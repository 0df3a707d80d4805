//! Durable store for hinted-handoff hints.
//!
//! A hint is a write that could not be delivered to its intended
//! replica. Hints are kept per target node in memory and appended to
//! `<dir>/hints_<target>.dat` so they survive a coordinator restart;
//! the whole file is deleted once a replay batch for that target
//! succeeds. Disk append failures degrade the store to memory-only for
//! that hint — the in-memory path never blocks on I/O.
//!
//! On-disk record (little-endian):
//!
//! ```text
//! [target_node_id u32] [addr_len u32] [addr] [key_len u32] [key]
//! [val_len u32] [value] [timestamp_ms u64] [node_id u32] [is_del u8]
//! ```

use dkvs_common::Version;
use parking_lot::Mutex;
use std::collections::HashMap;
use std::io::Write;
use std::path::{Path, PathBuf};

/// A pending write destined for a specific replica.
#[derive(Debug, Clone, PartialEq, Eq)]
pub struct Hint {
    pub target_node_id: u32,
    pub target_address: String,
    pub key: Vec<u8>,
    /// Empty for deletes.
    pub value: Vec<u8>,
    pub is_del: bool,
    pub version: Version,
}

/// In-memory hint map with optional on-disk backing.
#[derive(Debug)]
pub struct HintStore {
    hints: Mutex<HashMap<u32, Vec<Hint>>>,
    dir: Option<PathBuf>,
}

impl HintStore {
    /// A store backed by `dir`, or memory-only when `dir` is `None`.
    pub fn new(dir: Option<PathBuf>) -> Self {
        Self {
            hints: Mutex::new(HashMap::new()),
            dir,
        }
    }

    /// Record a hint. The in-memory insert happens under the lock; the
    /// disk append runs after it is released.
    pub fn store(&self, hint: Hint) {
        {
            let mut hints = self.hints.lock();
            hints.entry(hint.target_node_id).or_default().push(hint.clone());
        }
        if self.dir.is_some() {
            self.append_to_disk(&hint);
        }
    }

    /// Snapshot copy of the pending hints for one target.
    pub fn hints_for(&self, target_node_id: u32) -> Vec<Hint> {
        self.hints
            .lock()
            .get(&target_node_id)
            .cloned()
            .unwrap_or_default()
    }

    /// Drop every hint for `target_node_id`, removing the on-disk file
    /// as a whole.
    pub fn clear_for(&self, target_node_id: u32) {
        self.hints.lock().remove(&target_node_id);
        if let Some(dir) = &self.dir {
            let path = hint_file_path(dir, target_node_id);
            if let Err(e) = std::fs::remove_file(&path) {
                if e.kind() != std::io::ErrorKind::NotFound {
                    tracing::warn!("failed to remove hint file {}: {}", path.display(), e);
                }
            }
        }
    }

    /// Target node ids with at least one pending hint.
    pub fn targets(&self) -> Vec<u32> {
        self.hints
            .lock()
            .iter()
            .filter(|(_, v)| !v.is_empty())
            .map(|(k, _)| *k)
            .collect()
    }

    /// Total pending hints across all targets.
    pub fn size(&self) -> usize {
        self.hints.lock().values().map(Vec::len).sum()
    }

    /// Scan the backing directory and load every persisted hint into the
    /// in-memory map. Torn tail records are tolerated: parsing of a file
    /// stops at the first short or malformed record. Returns the number
    /// of hints loaded.
    pub fn load(&self) -> usize {
        let Some(dir) = &self.dir else { return 0 };
        let Ok(entries) = std::fs::read_dir(dir) else { return 0 };

        let mut loaded = 0usize;
        for entry in entries.flatten() {
            let name = entry.file_name();
            let Some(name) = name.to_str() else { continue };
            if !name.starts_with("hints_") || !name.ends_with(".dat") {
                continue;
            }

            let Ok(data) = std::fs::read(entry.path()) else {
                tracing::warn!("unreadable hint file {:?}", entry.path());
                continue;
            };

            let hints = decode_hints(&data);
            loaded += hints.len();
            let mut map = self.hints.lock();
            for hint in hints {
                map.entry(hint.target_node_id).or_default().push(hint);
            }
        }

        if loaded > 0 {
            tracing::info!(loaded, "recovered persisted hints");
        }
        loaded
    }

    fn append_to_disk(&self, hint: &Hint) {
        let Some(dir) = &self.dir else { return };

        let result = (|| -> std::io::Result<()> {
            std::fs::create_dir_all(dir)?;
            let path = hint_file_path(dir, hint.target_node_id);
            let mut file = std::fs::OpenOptions::new()
                .create(true)
                .append(true)
                .open(path)?;
            file.write_all(&encode_hint(hint))?;
            Ok(())
        })();

        if let Err(e) = result {
            tracing::warn!(
                target_node_id = hint.target_node_id,
                "hint disk append failed, keeping in memory only: {}",
                e
            );
        }
    }
}

fn hint_file_path(dir: &Path, target_node_id: u32) -> PathBuf {
    dir.join(format!("hints_{}.dat", target_node_id))
}

// ---------------------------------------------------------------------------
// Record codec
// ---------------------------------------------------------------------------

fn encode_hint(hint: &Hint) -> Vec<u8> {
    let mut buf = Vec::with_capacity(
        4 + 4 + hint.target_address.len() + 4 + hint.key.len() + 4 + hint.value.len() + 13,
    );
    buf.extend_from_slice(&hint.target_node_id.to_le_bytes());
    buf.extend_from_slice(&(hint.target_address.len() as u32).to_le_bytes());
    buf.extend_from_slice(hint.target_address.as_bytes());
    buf.extend_from_slice(&(hint.key.len() as u32).to_le_bytes());
    buf.extend_from_slice(&hint.key);
    buf.extend_from_slice(&(hint.value.len() as u32).to_le_bytes());
    buf.extend_from_slice(&hint.value);
    buf.extend_from_slice(&hint.version.timestamp_ms.to_le_bytes());
    buf.extend_from_slice(&hint.version.node_id.to_le_bytes());
    buf.push(u8::from(hint.is_del));
    buf
}

/// Parse records until the data runs out or a record is torn.
fn decode_hints(data: &[u8]) -> Vec<Hint> {
    let mut hints = Vec::new();
    let mut pos = 0usize;

    while pos < data.len() {
        match decode_hint(data, pos) {
            Some((hint, next)) => {
                hints.push(hint);
                pos = next;
            }
            None => {
                tracing::warn!(offset = pos, "stopping hint load at torn record");
                break;
            }
        }
    }
    hints
}

fn decode_hint(data: &[u8], mut pos: usize) -> Option<(Hint, usize)> {
    fn u32_at(data: &[u8], pos: &mut usize) -> Option<u32> {
        let b = data.get(*pos..*pos + 4)?;
        *pos += 4;
        let mut arr = [0u8; 4];
        arr.copy_from_slice(b);
        Some(u32::from_le_bytes(arr))
    }
    fn u64_at(data: &[u8], pos: &mut usize) -> Option<u64> {
        let b = data.get(*pos..*pos + 8)?;
        *pos += 8;
        let mut arr = [0u8; 8];
        arr.copy_from_slice(b);
        Some(u64::from_le_bytes(arr))
    }
    fn bytes_at(data: &[u8], pos: &mut usize, n: usize) -> Option<Vec<u8>> {
        let b = data.get(*pos..*pos + n)?;
        *pos += n;
        Some(b.to_vec())
    }

    let target_node_id = u32_at(data, &mut pos)?;
    let addr_len = u32_at(data, &mut pos)? as usize;
    let addr = bytes_at(data, &mut pos, addr_len)?;
    let key_len = u32_at(data, &mut pos)? as usize;
    let key = bytes_at(data, &mut pos, key_len)?;
    let val_len = u32_at(data, &mut pos)? as usize;
    let value = bytes_at(data, &mut pos, val_len)?;
    let timestamp_ms = u64_at(data, &mut pos)?;
    let node_id = u32_at(data, &mut pos)?;
    let is_del = *data.get(pos)? != 0;
    pos += 1;

    let target_address = String::from_utf8(addr).ok()?;

    Some((
        Hint {
            target_node_id,
            target_address,
            key,
            value,
            is_del,
            version: Version::new(timestamp_ms, node_id),
        },
        pos,
    ))
}

// ---------------------------------------------------------------------------
// Tests
// ---------------------------------------------------------------------------
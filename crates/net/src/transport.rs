//! TCP implementation of the replica transport.
//!
//! Every RPC is one request frame followed by one response line on a
//! pooled connection. The connection is released back to the pool only
//! after the full response has been read; any error path drops it
//! instead, so the next caller always starts on a drained stream.

use crate::pool::{ConnectionPool, PooledConnection};
use dkvs_cluster::{ReplicaTransport, TransportError};
use dkvs_common::Version;
use dkvs_proto::{self as proto, VersionedReply};
use std::sync::Arc;
use tokio::io::{AsyncReadExt, AsyncWriteExt};

#[derive(Debug)]
pub struct TcpReplicaTransport {
    pool: Arc<ConnectionPool>,
}

impl TcpReplicaTransport {
    pub fn new(pool: Arc<ConnectionPool>) -> Self {
        Self { pool }
    }

    /// Send `frame` and read exactly one newline-terminated response.
    async fn call(&self, address: &str, frame: &[u8]) -> Result<Vec<u8>, TransportError> {
        let timeout = self.pool.timeout();
        let mut conn: PooledConnection = self
            .pool
            .acquire(address)
            .await
            .ok_or_else(|| TransportError::Unavailable(address.to_string()))?;

        match tokio::time::timeout(timeout, conn.stream.write_all(frame)).await {
            Ok(Ok(())) => {}
            Ok(Err(e)) => return Err(TransportError::Unavailable(e.to_string())),
            Err(_) => return Err(TransportError::Timeout),
        }

        let mut response = Vec::new();
        let mut chunk = [0u8; 4096];
        loop {
            match tokio::time::timeout(timeout, conn.stream.read(&mut chunk)).await {
                Ok(Ok(0)) => {
                    return Err(TransportError::Unavailable(format!(
                        "{} closed the connection",
                        address
                    )))
                }
                Ok(Ok(n)) => {
                    response.extend_from_slice(&chunk[..n]);
                    if response.last() == Some(&b'\n') {
                        break;
                    }
                }
                Ok(Err(e)) => return Err(TransportError::Unavailable(e.to_string())),
                Err(_) => return Err(TransportError::Timeout),
            }
        }

        // Full response consumed: the connection is drained and safe to reuse.
        self.pool.release(conn);
        Ok(response)
    }
}

#[async_trait::async_trait]
impl ReplicaTransport for TcpReplicaTransport {
    async fn replica_write(
        &self,
        address: &str,
        key: &[u8],
        value: &[u8],
        is_del: bool,
        version: Version,
    ) -> Result<(), TransportError> {
        let frame = if is_del {
            proto::encode_rdel(key, version)
        } else {
            proto::encode_rset(key, value, version)
        };

        let response = self.call(address, &frame).await?;
        if response == b"+OK\n" {
            Ok(())
        } else {
            Err(TransportError::Protocol(
                String::from_utf8_lossy(&response).trim_end().to_string(),
            ))
        }
    }

    async fn replica_read(
        &self,
        address: &str,
        key: &[u8],
    ) -> Result<VersionedReply, TransportError> {
        let response = self.call(address, &proto::encode_rget(key)).await?;
        Ok(proto::parse_versioned_reply(&response))
    }

    async fn ping(&self, address: &str) -> Result<(), TransportError> {
        let response = self.call(address, &proto::encode_ping()).await?;
        if response == b"+PONG\n" {
            Ok(())
        } else {
            Err(TransportError::Protocol(
                String::from_utf8_lossy(&response).trim_end().to_string(),
            ))
        }
    }

    async fn forward(
        &self,
        address: &str,
        hops: u32,
        inner_line: &[u8],
    ) -> Result<Vec<u8>, TransportError> {
        self.call(address, &proto::format_forward(hops, inner_line))
            .await
    }
}
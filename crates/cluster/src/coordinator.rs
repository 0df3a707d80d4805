//! Quorum coordinator: every node's entry point for parsed commands.
//!
//! A command arrives from any client at any node; the coordinator looks
//! up the key's replica set on the hash ring, scatters the operation and
//! answers once the quorum outcome is known:
//!
//! 1. `PING` short-circuits; `RSET`/`RDEL`/`RGET` execute locally (this
//!    node was explicitly addressed as a replica).
//! 2. Client `SET`/`DEL` fan out to N replicas under one coordinator-
//!    minted version and need W acks.
//! 3. Client `GET` queries R replicas, returns the highest version and
//!    asynchronously repairs stale replicas.
//! 4. `FWD` frames are accepted for the legacy single-owner routing path
//!    but never emitted by the quorum paths.
//!
//! Failed write legs become hints; [`Coordinator::replay_hints_for`]
//! pushes them out when the heartbeat sees the target again.

use crate::hint_store::{Hint, HintStore};
use crate::transport::{ReplicaTransport, TransportError};
use dkvs_common::{now_ms, NodeInfo, Version};
use dkvs_proto::{self as proto, Command, Parse, VersionedReply};
use dkvs_ring::HashRing;
use dkvs_storage::{snapshot, Store, Wal, WalOp};
use std::path::PathBuf;
use std::sync::atomic::{AtomicU64, AtomicUsize, Ordering};
use std::sync::Arc;

/// Hop budget stamped on outgoing legacy `FWD` frames.
const FWD_DEFAULT_HOPS: u32 = 2;

/// Replication and durability knobs.
#[derive(Debug, Clone)]
pub struct CoordinatorConfig {
    /// Replicas per key (N).
    pub replication_factor: usize,
    /// Acks required for a write (W).
    pub write_quorum: usize,
    /// Replicas queried on a read (R).
    pub read_quorum: usize,
    /// Local write attempts between snapshots (0 disables snapshotting).
    pub snapshot_interval: u64,
    /// Where snapshots go; `None` disables snapshotting.
    pub snapshot_dir: Option<PathBuf>,
}

/// Shared-by-reference coordinator; all interior state is synchronized,
/// so worker tasks call it concurrently through an `Arc`.
pub struct Coordinator<T: ReplicaTransport> {
    node_id: u32,
    store: Arc<Store>,
    ring: Arc<HashRing>,
    transport: Arc<T>,
    wal: Option<Arc<Wal>>,
    hints: Arc<HintStore>,
    config: CoordinatorConfig,
    ops_since_snapshot: AtomicU64,
}

impl<T: ReplicaTransport> std::fmt::Debug for Coordinator<T> {
    fn fmt(&self, f: &mut std::fmt::Formatter<'_>) -> std::fmt::Result {
        f.debug_struct("Coordinator")
            .field("node_id", &self.node_id)
            .field("config", &self.config)
            .finish_non_exhaustive()
    }
}
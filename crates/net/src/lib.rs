//! Network surface for dkvs: pooled peer connections, the TCP
//! implementation of the replica transport, and the client-facing
//! frame server.

pub mod pool;
pub mod server;
pub mod transport;

pub use pool::ConnectionPool;
pub use server::serve;
pub use transport::TcpReplicaTransport;
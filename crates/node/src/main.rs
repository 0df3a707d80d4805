//! dkvs-node: entry point for a dkvs cluster node.
//!
//! Loads config and the cluster membership file, rebuilds state from
//! the latest snapshot plus the WAL tail, wires the coordinator over a
//! TCP replica transport, then serves line frames until Ctrl+C.

use dkvs_cluster::heartbeat::{self, HeartbeatConfig};
use dkvs_cluster::{Coordinator, CoordinatorConfig, HintStore};
use dkvs_net::{ConnectionPool, TcpReplicaTransport};
use dkvs_ring::HashRing;
use dkvs_storage::{restore, Store, Wal};
use std::sync::Arc;
use std::time::Duration;
use tokio::net::TcpListener;

fn main() -> std::process::ExitCode {
    dkvs_metrics::init_tracing();

    // First CLI arg is the YAML config path; defaults apply without one.
    let config = match std::env::args().nth(1) {
        Some(path) => match dkvs_config::load_from_file(std::path::Path::new(&path)) {
            Ok(config) => config,
            Err(e) => {
                // W+R<=N and friends land here: refuse to start.
                tracing::error!("invalid config {}: {}", path, e);
                return std::process::ExitCode::FAILURE;
            }
        },
        None => dkvs_config::NodeConfig::default(),
    };

    let runtime = match tokio::runtime::Builder::new_multi_thread()
        .worker_threads(config.worker_threads as usize)
        .enable_all()
        .build()
    {
        Ok(runtime) => runtime,
        Err(e) => {
            tracing::error!("failed to build runtime: {}", e);
            return std::process::ExitCode::FAILURE;
        }
    };

    match runtime.block_on(run(config)) {
        Ok(()) => std::process::ExitCode::SUCCESS,
        Err(e) => {
            tracing::error!("fatal: {}", e);
            std::process::ExitCode::FAILURE
        }
    }
}

async fn run(config: dkvs_config::NodeConfig) -> Result<(), Box<dyn std::error::Error>> {
    tracing::info!(
        node_id = config.node_id,
        port = config.port,
        n = config.replication_factor,
        w = config.write_quorum,
        r = config.read_quorum,
        "starting dkvs node"
    );

    // Build the ring from the static cluster file.
    let peers = dkvs_config::parse_cluster_file(&config.cluster_conf).unwrap_or_else(|e| {
        tracing::warn!(
            "cannot read cluster file {}: {}, running standalone",
            config.cluster_conf.display(),
            e
        );
        Vec::new()
    });

    let mut ring = HashRing::new();
    for peer in &peers {
        let id = peer.node_id();
        ring.add_node(id, &peer.address(), config.vnodes);
        tracing::info!("ring: {} (id={}) -> {}", peer.name, id, peer.address());
    }
    if ring.is_empty() {
        // A single-node deployment still owns all keys.
        ring.add_node(config.node_id, &format!("127.0.0.1:{}", config.port), config.vnodes);
    } else if ring.address_of(config.node_id).is_none() {
        tracing::warn!(
            node_id = config.node_id,
            "local node id missing from cluster file; this node will not be a replica"
        );
    }
    tracing::info!(
        nodes = ring.node_count(),
        vnodes = ring.len(),
        "hash ring built"
    );

    // Durability: WAL first, then snapshot + tail replay into the store.
    let wal = Arc::new(Wal::open(
        &config.wal_dir,
        config.fsync_interval_ms,
        config.fsync_batch_ops,
    )?);
    let store = Arc::new(Store::new());
    let summary = restore::restore(&store, &wal, &config.snapshot_dir, config.node_id)?;
    tracing::info!(
        snapshot_seq = summary.snapshot_seq,
        snapshot_entries = summary.snapshot_entries,
        wal_replayed = summary.wal_replayed,
        keys = store.len(),
        "state restored"
    );

    // Hints persisted before a previous crash.
    let hints = Arc::new(HintStore::new(Some(config.hints_dir.clone())));
    hints.load();

    let pool = Arc::new(ConnectionPool::new(
        dkvs_net::pool::DEFAULT_MAX_PER_PEER,
        dkvs_net::pool::DEFAULT_TIMEOUT,
    ));
    let transport = Arc::new(TcpReplicaTransport::new(pool.clone()));

    let coordinator = Arc::new(
        Coordinator::new(
            config.node_id,
            store,
            Arc::new(ring),
            transport,
            hints,
            CoordinatorConfig {
                replication_factor: config.replication_factor as usize,
                write_quorum: config.write_quorum as usize,
                read_quorum: config.read_quorum as usize,
                snapshot_interval: config.snapshot_interval,
                snapshot_dir: Some(config.snapshot_dir.clone()),
            },
        )
        .with_wal(wal.clone()),
    );

    // Peer liveness probing drives hint replay.
    let heartbeat = heartbeat::spawn_heartbeat_task(
        coordinator.clone(),
        HeartbeatConfig {
            interval: Duration::from_millis(u64::from(config.heartbeat_interval_ms)),
            timeout: Duration::from_millis(u64::from(config.heartbeat_timeout_ms)),
        },
    );

    if let Some(metrics_port) = config.metrics_port {
        let addr: std::net::SocketAddr = ([0, 0, 0, 0], metrics_port).into();
        tokio::spawn(async move {
            if let Err(e) = dkvs_metrics::serve_metrics(addr).await {
                tracing::warn!("metrics endpoint failed: {}", e);
            }
        });
    }

    let listener = TcpListener::bind(("0.0.0.0", config.port)).await?;
    tracing::info!("serving on port {}", config.port);

    tokio::select! {
        result = dkvs_net::serve(listener, coordinator) => {
            result?;
        }
        _ = tokio::signal::ctrl_c() => {
            tracing::info!("received Ctrl+C, shutting down");
        }
    }

    // Ordered shutdown: stop background writers, then flush the WAL.
    heartbeat.stop().await;
    pool.close_all();
    wal.close()?;
    tracing::info!("WAL flushed and closed");

    Ok(())
}
//! Abstraction over node-to-node RPCs.
//!
//! A trait at the domain seam with the concrete TCP implementation in
//! `dkvs-net`; unit tests substitute mocks. Every call maps to exactly
//! one request frame and one response line on the wire.

use dkvs_common::Version;
use dkvs_proto::VersionedReply;

#[derive(Debug, thiserror::Error)]
pub enum TransportError {
    #[error("peer unavailable: {0}")]
    Unavailable(String),
    #[error("peer timed out")]
    Timeout,
    #[error("protocol error: {0}")]
    Protocol(String),
}

/// Transport for replica RPCs (RSET/RDEL/RGET/PING/FWD).
#[async_trait::async_trait]
pub trait ReplicaTransport: Send + Sync + 'static {
    /// Send an `RSET` (or `RDEL` when `is_del`) carrying `version` to the
    /// replica at `address`. Succeeds only on a `+OK` response.
    async fn replica_write(
        &self,
        address: &str,
        key: &[u8],
        value: &[u8],
        is_del: bool,
        version: Version,
    ) -> Result<(), TransportError>;

    /// Send an `RGET` and return the decoded versioned reply. A replica
    /// answering `-NOT_FOUND` is a successful call with `found == false`.
    async fn replica_read(
        &self,
        address: &str,
        key: &[u8],
    ) -> Result<VersionedReply, TransportError>;

    /// Liveness probe: `PING` answered by `+PONG`.
    async fn ping(&self, address: &str) -> Result<(), TransportError>;

    /// Legacy single-owner routing: wrap `inner_line` in a
    /// `FWD <hops> <line>` frame and relay the peer's raw response.
    async fn forward(
        &self,
        address: &str,
        hops: u32,
        inner_line: &[u8],
    ) -> Result<Vec<u8>, TransportError>;
}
*-*-*
■ About this task:
Each line above that contains the word "server" must be copied.

■ Response box:
//! frame server.
pub mod server;
pub use server::serve;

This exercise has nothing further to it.